#### WHAT YOU WILL DO:
From the listing below, copy out every line where the word "phone" appears.
= = =
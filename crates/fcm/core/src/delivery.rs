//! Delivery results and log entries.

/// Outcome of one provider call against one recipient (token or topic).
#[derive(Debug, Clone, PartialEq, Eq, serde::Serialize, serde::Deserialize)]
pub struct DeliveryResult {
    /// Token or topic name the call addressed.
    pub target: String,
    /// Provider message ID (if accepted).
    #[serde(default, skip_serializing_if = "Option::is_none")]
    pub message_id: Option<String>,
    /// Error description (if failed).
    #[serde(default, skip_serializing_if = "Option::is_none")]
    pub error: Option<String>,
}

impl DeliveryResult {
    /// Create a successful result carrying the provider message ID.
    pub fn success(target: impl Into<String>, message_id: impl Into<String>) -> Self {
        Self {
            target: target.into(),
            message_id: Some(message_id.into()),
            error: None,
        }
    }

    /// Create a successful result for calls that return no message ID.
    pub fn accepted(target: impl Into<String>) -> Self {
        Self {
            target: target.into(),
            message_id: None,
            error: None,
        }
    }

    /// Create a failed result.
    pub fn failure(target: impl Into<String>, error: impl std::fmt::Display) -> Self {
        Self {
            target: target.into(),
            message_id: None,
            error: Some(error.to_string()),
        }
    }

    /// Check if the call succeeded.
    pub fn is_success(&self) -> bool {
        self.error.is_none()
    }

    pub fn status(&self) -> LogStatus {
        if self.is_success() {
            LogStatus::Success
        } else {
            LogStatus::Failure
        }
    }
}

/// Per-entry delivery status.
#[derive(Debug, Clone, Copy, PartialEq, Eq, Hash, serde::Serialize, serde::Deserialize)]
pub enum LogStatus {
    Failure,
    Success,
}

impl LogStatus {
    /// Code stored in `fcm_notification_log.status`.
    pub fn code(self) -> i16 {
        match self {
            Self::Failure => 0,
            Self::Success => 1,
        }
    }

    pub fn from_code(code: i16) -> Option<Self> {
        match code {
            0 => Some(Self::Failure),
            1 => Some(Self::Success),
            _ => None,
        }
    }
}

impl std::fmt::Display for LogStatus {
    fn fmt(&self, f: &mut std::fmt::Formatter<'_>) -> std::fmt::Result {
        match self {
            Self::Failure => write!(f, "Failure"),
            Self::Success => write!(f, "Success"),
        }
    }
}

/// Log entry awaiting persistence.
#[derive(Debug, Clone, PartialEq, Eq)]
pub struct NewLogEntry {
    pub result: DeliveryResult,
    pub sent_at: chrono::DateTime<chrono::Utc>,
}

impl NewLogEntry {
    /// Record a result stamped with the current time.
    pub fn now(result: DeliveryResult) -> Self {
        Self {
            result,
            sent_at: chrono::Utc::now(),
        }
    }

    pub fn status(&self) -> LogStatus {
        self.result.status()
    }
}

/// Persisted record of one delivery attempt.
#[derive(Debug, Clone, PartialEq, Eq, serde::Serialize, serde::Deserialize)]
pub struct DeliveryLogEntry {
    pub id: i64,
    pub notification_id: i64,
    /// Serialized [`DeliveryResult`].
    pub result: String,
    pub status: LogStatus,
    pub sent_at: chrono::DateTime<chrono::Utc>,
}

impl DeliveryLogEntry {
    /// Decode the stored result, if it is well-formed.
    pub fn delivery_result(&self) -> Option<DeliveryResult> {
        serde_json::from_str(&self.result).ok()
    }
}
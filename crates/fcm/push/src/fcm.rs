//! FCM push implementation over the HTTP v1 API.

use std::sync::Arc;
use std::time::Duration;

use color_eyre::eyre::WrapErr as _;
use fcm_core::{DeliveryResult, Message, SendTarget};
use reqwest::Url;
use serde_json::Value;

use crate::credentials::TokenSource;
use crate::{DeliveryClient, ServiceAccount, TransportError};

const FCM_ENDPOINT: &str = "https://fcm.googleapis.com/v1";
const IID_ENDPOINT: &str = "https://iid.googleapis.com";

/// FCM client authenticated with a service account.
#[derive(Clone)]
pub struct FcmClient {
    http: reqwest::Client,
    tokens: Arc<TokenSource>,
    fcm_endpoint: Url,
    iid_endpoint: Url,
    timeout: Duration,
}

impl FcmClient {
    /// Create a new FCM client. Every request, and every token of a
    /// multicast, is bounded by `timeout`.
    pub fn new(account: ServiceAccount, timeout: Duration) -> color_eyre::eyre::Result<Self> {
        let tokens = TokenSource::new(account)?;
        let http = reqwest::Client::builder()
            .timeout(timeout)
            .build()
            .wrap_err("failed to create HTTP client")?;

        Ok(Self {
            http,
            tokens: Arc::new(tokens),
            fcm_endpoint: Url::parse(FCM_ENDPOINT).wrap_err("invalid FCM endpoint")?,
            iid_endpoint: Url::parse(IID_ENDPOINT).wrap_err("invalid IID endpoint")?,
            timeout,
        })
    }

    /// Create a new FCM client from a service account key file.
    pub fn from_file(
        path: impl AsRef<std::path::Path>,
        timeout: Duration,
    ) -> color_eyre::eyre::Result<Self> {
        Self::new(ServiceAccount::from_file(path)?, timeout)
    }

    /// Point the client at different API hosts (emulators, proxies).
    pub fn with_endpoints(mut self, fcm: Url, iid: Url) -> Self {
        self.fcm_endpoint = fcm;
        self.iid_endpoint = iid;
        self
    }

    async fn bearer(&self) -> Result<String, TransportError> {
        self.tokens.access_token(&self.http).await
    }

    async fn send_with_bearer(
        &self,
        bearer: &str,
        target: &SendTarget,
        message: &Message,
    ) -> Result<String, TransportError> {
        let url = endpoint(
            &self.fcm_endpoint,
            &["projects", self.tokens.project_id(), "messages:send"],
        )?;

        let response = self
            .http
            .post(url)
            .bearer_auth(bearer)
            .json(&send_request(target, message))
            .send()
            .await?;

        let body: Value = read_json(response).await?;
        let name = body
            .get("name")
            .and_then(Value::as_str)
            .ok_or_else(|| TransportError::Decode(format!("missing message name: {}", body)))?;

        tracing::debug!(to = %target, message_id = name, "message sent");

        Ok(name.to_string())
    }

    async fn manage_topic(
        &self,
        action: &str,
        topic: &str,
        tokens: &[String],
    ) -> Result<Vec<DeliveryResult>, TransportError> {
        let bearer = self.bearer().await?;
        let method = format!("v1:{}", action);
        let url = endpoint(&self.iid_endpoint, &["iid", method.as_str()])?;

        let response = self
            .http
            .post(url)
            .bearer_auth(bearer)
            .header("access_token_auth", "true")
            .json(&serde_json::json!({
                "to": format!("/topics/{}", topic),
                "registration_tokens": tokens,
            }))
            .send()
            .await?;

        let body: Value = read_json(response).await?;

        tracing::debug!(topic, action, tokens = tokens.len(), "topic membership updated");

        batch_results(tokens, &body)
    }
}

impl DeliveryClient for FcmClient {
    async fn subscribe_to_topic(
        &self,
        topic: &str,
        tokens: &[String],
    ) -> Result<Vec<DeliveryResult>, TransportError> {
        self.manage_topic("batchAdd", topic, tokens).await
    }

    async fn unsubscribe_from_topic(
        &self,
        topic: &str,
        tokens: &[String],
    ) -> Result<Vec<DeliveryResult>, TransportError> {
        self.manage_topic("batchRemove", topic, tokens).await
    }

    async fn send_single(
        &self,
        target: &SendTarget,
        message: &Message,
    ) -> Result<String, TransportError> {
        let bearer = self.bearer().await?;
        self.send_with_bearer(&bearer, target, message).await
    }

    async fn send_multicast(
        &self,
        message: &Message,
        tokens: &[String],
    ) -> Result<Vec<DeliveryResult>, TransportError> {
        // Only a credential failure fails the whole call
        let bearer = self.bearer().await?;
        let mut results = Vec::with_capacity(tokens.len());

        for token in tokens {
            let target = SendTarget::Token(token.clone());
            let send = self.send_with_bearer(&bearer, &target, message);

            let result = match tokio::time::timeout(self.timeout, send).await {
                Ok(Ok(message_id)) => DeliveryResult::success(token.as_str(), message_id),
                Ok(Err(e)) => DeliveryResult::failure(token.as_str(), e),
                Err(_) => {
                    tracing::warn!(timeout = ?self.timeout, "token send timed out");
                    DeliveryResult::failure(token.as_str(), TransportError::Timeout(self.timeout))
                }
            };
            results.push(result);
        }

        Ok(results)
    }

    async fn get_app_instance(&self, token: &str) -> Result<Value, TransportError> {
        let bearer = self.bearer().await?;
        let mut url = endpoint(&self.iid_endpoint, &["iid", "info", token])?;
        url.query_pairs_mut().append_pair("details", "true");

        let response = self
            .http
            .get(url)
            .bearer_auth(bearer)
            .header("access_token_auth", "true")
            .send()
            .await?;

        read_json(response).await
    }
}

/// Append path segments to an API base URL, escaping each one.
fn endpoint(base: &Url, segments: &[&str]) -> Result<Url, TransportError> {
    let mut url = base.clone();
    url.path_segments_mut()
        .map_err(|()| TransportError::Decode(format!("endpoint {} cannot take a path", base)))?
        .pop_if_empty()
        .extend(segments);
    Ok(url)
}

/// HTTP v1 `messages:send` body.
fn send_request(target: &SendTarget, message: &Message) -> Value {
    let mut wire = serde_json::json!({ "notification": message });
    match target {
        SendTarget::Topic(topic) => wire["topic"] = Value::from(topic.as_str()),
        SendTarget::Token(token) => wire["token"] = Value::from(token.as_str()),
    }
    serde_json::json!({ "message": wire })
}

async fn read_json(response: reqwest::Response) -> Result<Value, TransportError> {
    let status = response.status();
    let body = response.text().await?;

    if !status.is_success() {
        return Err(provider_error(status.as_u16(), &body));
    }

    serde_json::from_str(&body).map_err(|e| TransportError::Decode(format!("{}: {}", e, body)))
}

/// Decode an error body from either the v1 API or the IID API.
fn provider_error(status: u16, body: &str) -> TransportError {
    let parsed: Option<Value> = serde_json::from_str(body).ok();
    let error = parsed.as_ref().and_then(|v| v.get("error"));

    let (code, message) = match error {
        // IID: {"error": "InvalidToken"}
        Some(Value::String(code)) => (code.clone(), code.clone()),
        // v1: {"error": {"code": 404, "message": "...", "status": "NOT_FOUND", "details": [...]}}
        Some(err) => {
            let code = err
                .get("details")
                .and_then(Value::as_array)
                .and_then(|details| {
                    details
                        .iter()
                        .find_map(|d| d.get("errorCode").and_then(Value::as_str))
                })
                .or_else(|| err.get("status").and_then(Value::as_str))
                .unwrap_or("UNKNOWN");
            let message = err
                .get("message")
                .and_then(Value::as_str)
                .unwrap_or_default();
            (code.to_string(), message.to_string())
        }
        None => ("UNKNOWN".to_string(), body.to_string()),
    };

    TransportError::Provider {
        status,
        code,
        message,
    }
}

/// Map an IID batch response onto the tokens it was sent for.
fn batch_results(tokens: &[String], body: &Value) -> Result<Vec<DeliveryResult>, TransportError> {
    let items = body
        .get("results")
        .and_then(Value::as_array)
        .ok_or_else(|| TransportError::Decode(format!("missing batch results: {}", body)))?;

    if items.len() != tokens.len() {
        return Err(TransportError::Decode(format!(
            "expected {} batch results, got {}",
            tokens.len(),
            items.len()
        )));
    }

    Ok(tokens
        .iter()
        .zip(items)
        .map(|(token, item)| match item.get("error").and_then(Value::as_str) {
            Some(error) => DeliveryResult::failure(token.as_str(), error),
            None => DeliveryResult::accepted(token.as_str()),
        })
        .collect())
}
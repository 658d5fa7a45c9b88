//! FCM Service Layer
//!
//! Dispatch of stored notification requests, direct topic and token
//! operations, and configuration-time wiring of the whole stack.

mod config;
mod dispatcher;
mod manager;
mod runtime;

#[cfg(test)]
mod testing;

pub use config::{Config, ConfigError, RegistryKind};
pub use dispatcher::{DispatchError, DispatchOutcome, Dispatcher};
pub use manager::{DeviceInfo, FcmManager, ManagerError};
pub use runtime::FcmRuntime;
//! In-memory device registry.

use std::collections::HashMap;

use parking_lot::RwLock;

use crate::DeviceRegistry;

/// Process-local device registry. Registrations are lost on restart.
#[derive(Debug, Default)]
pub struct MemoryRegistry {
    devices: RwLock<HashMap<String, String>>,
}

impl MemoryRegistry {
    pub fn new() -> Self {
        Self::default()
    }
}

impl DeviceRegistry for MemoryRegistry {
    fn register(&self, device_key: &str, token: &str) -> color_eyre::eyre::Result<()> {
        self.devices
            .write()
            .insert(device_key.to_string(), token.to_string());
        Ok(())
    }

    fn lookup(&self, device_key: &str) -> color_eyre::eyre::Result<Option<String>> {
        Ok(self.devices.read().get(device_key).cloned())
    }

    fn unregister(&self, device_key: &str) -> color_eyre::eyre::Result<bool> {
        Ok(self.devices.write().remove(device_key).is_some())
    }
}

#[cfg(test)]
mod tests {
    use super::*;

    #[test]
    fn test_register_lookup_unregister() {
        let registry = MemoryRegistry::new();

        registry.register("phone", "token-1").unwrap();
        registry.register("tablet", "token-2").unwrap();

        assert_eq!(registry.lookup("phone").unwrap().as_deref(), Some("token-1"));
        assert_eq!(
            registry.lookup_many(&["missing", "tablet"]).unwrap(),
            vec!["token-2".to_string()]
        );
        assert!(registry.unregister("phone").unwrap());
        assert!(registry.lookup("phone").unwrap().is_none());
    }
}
= = =
#### TASK SOLUTION:
        registry.register("phone", "token-1").unwrap();
        assert_eq!(registry.lookup("phone").unwrap().as_deref(), Some("token-1"));
        assert!(registry.unregister("phone").unwrap());
        assert!(registry.lookup("phone").unwrap().is_none());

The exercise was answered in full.